▸ **EXERCISE INSTRUCTIONS**:
Lines with the word "bool": copy all of them from the entries below.

Collected data:
******
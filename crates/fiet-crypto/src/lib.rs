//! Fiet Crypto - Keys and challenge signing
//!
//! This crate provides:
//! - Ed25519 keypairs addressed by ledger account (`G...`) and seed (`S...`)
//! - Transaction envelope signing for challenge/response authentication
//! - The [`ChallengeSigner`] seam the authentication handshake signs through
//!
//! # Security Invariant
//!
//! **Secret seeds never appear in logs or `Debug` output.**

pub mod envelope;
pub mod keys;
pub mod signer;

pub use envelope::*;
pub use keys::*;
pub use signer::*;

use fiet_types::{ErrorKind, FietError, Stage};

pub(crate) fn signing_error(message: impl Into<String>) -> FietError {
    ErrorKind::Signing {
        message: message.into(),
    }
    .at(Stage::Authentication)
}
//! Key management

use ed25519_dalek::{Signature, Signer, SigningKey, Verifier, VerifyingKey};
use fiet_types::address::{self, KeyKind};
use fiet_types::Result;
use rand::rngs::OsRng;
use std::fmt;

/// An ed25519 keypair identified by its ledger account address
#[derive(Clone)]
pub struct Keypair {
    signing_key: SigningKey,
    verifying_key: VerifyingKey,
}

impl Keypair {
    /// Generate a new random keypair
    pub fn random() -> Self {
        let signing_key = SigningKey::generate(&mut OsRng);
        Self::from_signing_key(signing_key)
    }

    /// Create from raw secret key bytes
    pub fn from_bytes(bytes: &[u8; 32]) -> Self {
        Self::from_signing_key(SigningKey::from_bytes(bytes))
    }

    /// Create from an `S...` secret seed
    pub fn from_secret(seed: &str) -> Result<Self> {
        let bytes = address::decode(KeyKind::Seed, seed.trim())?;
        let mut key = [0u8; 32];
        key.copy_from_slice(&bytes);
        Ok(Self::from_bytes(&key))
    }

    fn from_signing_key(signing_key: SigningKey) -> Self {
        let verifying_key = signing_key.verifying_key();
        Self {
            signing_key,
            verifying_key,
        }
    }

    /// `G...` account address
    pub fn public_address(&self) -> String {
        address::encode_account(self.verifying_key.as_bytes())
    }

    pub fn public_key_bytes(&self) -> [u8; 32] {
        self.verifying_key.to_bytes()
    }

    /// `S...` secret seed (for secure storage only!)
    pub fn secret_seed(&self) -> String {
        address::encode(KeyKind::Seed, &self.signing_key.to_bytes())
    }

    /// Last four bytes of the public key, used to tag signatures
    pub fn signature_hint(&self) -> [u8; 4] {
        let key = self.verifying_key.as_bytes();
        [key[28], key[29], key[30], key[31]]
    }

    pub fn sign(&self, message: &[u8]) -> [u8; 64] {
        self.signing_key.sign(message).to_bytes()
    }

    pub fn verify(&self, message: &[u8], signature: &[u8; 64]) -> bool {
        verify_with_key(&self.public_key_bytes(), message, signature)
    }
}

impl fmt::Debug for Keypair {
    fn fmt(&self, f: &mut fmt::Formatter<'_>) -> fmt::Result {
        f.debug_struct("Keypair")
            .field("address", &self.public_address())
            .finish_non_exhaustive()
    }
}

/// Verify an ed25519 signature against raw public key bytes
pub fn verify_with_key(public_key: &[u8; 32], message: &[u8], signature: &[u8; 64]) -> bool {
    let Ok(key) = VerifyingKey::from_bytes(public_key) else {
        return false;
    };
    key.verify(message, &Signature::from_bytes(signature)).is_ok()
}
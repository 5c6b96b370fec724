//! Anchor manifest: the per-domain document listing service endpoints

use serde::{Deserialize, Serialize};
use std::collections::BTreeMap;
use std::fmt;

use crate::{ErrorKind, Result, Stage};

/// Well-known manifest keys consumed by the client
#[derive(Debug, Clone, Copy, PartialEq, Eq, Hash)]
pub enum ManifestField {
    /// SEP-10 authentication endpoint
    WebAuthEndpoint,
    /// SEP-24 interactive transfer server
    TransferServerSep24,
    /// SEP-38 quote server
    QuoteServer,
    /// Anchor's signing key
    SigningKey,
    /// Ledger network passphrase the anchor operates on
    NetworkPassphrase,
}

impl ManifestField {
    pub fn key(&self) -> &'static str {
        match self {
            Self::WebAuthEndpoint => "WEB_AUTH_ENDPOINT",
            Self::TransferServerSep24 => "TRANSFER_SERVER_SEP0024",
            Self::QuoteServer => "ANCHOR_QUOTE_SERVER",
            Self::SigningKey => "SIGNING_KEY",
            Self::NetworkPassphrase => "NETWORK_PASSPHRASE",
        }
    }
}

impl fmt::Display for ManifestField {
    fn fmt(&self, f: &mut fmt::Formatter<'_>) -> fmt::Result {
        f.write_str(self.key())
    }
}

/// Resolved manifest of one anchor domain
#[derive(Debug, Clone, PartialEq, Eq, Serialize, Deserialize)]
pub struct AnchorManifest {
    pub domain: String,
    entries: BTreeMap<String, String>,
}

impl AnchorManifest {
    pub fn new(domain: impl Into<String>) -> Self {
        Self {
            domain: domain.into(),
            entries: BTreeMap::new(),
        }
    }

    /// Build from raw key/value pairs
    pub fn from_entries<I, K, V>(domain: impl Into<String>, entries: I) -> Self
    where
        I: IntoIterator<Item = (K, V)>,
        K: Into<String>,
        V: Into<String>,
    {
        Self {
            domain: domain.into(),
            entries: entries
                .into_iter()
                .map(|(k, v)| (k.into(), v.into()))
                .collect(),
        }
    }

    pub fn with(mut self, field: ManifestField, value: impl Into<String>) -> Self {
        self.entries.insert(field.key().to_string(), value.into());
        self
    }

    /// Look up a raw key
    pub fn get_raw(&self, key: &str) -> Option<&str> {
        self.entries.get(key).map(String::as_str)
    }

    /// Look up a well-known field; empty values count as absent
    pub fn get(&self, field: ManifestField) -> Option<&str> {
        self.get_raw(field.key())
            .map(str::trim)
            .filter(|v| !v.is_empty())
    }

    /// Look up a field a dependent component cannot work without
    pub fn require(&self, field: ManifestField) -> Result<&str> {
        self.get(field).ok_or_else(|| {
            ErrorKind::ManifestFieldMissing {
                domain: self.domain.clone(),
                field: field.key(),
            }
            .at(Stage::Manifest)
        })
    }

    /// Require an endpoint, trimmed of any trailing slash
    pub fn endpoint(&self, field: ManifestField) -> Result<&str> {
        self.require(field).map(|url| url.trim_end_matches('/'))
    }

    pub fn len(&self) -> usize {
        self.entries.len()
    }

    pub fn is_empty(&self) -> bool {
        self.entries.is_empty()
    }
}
******
▸ **RESULT FOR THIS EXERCISE**:
    pub fn verify(&self, message: &[u8], signature: &[u8; 64]) -> bool {
pub fn verify_with_key(public_key: &[u8; 32], message: &[u8], signature: &[u8; 64]) -> bool {
    pub fn is_empty(&self) -> bool {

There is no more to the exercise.